## [Problem details]
Rewrite the full material exactly; no line may be skipped.

[[ Provided information open ]]

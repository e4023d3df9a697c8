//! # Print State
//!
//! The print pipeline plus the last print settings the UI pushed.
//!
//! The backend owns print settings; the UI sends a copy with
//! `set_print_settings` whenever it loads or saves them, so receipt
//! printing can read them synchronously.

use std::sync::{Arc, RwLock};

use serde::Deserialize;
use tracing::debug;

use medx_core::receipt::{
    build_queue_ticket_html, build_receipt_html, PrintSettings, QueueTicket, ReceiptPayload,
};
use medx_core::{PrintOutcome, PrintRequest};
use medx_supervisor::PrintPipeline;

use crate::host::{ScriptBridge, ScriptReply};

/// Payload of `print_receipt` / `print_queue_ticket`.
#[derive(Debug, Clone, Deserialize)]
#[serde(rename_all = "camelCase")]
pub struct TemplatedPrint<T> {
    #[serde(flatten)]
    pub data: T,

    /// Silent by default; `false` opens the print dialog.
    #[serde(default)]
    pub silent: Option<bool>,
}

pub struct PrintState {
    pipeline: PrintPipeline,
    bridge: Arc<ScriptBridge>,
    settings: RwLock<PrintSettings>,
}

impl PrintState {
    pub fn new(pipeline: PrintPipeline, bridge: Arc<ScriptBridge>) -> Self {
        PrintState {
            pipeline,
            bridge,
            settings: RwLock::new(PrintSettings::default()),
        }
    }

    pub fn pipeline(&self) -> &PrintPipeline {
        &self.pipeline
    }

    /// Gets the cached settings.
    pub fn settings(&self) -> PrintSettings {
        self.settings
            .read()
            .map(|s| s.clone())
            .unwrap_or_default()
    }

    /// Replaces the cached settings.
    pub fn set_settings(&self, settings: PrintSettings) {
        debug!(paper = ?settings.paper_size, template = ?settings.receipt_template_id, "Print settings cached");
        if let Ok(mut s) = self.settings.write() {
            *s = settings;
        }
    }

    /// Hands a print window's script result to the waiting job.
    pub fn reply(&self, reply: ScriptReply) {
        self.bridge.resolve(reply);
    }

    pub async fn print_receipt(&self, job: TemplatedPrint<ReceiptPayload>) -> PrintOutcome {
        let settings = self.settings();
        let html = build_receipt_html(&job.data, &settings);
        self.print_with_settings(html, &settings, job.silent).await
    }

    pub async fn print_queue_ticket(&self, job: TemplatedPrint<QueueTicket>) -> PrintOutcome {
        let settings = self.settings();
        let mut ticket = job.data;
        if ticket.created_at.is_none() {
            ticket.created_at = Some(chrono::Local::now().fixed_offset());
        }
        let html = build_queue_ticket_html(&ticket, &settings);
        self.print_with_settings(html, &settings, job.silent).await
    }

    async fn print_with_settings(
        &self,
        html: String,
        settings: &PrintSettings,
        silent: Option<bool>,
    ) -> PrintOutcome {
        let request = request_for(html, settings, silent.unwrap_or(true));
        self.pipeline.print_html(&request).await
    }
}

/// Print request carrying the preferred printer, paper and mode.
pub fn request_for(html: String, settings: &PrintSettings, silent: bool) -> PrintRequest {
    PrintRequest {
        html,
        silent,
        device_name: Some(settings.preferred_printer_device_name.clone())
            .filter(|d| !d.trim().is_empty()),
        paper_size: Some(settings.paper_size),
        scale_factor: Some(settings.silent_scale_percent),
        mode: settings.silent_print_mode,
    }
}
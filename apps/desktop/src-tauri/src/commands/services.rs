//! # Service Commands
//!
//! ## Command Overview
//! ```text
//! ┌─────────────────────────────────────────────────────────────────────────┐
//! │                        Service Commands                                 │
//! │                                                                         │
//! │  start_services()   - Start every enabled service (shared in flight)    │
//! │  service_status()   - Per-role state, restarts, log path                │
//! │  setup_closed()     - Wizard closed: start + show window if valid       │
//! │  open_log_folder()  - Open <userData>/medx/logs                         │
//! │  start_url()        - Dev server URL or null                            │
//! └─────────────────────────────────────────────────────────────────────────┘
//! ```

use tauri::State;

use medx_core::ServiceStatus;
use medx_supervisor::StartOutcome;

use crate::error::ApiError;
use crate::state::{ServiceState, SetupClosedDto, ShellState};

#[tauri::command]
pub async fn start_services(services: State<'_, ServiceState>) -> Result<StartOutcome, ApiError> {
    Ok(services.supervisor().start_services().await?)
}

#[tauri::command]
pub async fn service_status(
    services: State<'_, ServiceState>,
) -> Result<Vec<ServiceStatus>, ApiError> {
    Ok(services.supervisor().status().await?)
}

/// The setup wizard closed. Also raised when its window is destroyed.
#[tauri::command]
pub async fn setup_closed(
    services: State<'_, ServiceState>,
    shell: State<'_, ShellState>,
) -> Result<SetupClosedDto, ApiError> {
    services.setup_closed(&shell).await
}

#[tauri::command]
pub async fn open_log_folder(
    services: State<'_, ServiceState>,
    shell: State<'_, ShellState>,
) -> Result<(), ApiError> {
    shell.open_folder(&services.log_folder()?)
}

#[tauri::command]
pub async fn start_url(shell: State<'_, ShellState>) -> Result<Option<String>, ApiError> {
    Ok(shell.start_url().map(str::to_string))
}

[[ Provided information closed ]]

## [Output]
repository e4023d3df9a697c8
//! # Print State
//!
//! The print pipeline plus the last print settings the UI pushed.
//!
//! The backend owns print settings; the UI sends a copy with
//! `set_print_settings` whenever it loads or saves them, so receipt
//! printing can read them synchronously.

use std::sync::{Arc, RwLock};

use serde::Deserialize;
use tracing::debug;

use medx_core::receipt::{
    build_queue_ticket_html, build_receipt_html, PrintSettings, QueueTicket, ReceiptPayload,
};
use medx_core::{PrintOutcome, PrintRequest};
use medx_supervisor::PrintPipeline;

use crate::host::{ScriptBridge, ScriptReply};

/// Payload of `print_receipt` / `print_queue_ticket`.
#[derive(Debug, Clone, Deserialize)]
#[serde(rename_all = "camelCase")]
pub struct TemplatedPrint<T> {
    #[serde(flatten)]
    pub data: T,

    /// Silent by default; `false` opens the print dialog.
    #[serde(default)]
    pub silent: Option<bool>,
}

pub struct PrintState {
    pipeline: PrintPipeline,
    bridge: Arc<ScriptBridge>,
    settings: RwLock<PrintSettings>,
}

impl PrintState {
    pub fn new(pipeline: PrintPipeline, bridge: Arc<ScriptBridge>) -> Self {
        PrintState {
            pipeline,
            bridge,
            settings: RwLock::new(PrintSettings::default()),
        }
    }

    pub fn pipeline(&self) -> &PrintPipeline {
        &self.pipeline
    }

    /// Gets the cached settings.
    pub fn settings(&self) -> PrintSettings {
        self.settings
            .read()
            .map(|s| s.clone())
            .unwrap_or_default()
    }

    /// Replaces the cached settings.
    pub fn set_settings(&self, settings: PrintSettings) {
        debug!(paper = ?settings.paper_size, template = ?settings.receipt_template_id, "Print settings cached");
        if let Ok(mut s) = self.settings.write() {
            *s = settings;
        }
    }

    /// Hands a print window's script result to the waiting job.
    pub fn reply(&self, reply: ScriptReply) {
        self.bridge.resolve(reply);
    }

    pub async fn print_receipt(&self, job: TemplatedPrint<ReceiptPayload>) -> PrintOutcome {
        let settings = self.settings();
        let html = build_receipt_html(&job.data, &settings);
        self.print_with_settings(html, &settings, job.silent).await
    }

    pub async fn print_queue_ticket(&self, job: TemplatedPrint<QueueTicket>) -> PrintOutcome {
        let settings = self.settings();
        let mut ticket = job.data;
        if ticket.created_at.is_none() {
            ticket.created_at = Some(chrono::Local::now().fixed_offset());
        }
        let html = build_queue_ticket_html(&ticket, &settings);
        self.print_with_settings(html, &settings, job.silent).await
    }

    async fn print_with_settings(
        &self,
        html: String,
        settings: &PrintSettings,
        silent: Option<bool>,
    ) -> PrintOutcome {
        let request = request_for(html, settings, silent.unwrap_or(true));
        self.pipeline.print_html(&request).await
    }
}

/// Print request carrying the preferred printer, paper and mode.
pub fn request_for(html: String, settings: &PrintSettings, silent: bool) -> PrintRequest {
    PrintRequest {
        html,
        silent,
        device_name: Some(settings.preferred_printer_device_name.clone())
            .filter(|d| !d.trim().is_empty()),
        paper_size: Some(settings.paper_size),
        scale_factor: Some(settings.silent_scale_percent),
        mode: settings.silent_print_mode,
    }
}
filename apps/desktop/src-tauri/src/commands/services.rs
//! # Service Commands
//!
//! ## Command Overview
//! ```text
//! ┌─────────────────────────────────────────────────────────────────────────┐
//! │                        Service Commands                                 │
//! │                                                                         │
//! │  start_services()   - Start every enabled service (shared in flight)    │
//! │  service_status()   - Per-role state, restarts, log path                │
//! │  setup_closed()     - Wizard closed: start + show window if valid       │
//! │  open_log_folder()  - Open <userData>/medx/logs                         │
//! │  start_url()        - Dev server URL or null                            │
//! └─────────────────────────────────────────────────────────────────────────┘
//! ```

use tauri::State;

use medx_core::ServiceStatus;
use medx_supervisor::StartOutcome;

use crate::error::ApiError;
use crate::state::{ServiceState, SetupClosedDto, ShellState};

#[tauri::command]
pub async fn start_services(services: State<'_, ServiceState>) -> Result<StartOutcome, ApiError> {
    Ok(services.supervisor().start_services().await?)
}

#[tauri::command]
pub async fn service_status(
    services: State<'_, ServiceState>,
) -> Result<Vec<ServiceStatus>, ApiError> {
    Ok(services.supervisor().status().await?)
}

/// The setup wizard closed. Also raised when its window is destroyed.
#[tauri::command]
pub async fn setup_closed(
    services: State<'_, ServiceState>,
    shell: State<'_, ShellState>,
) -> Result<SetupClosedDto, ApiError> {
    services.setup_closed(&shell).await
}

#[tauri::command]
pub async fn open_log_folder(
    services: State<'_, ServiceState>,
    shell: State<'_, ShellState>,
) -> Result<(), ApiError> {
    shell.open_folder(&services.log_folder()?)
}

#[tauri::command]
pub async fn start_url(shell: State<'_, ShellState>) -> Result<Option<String>, ApiError> {
    Ok(shell.start_url().map(str::to_string))
}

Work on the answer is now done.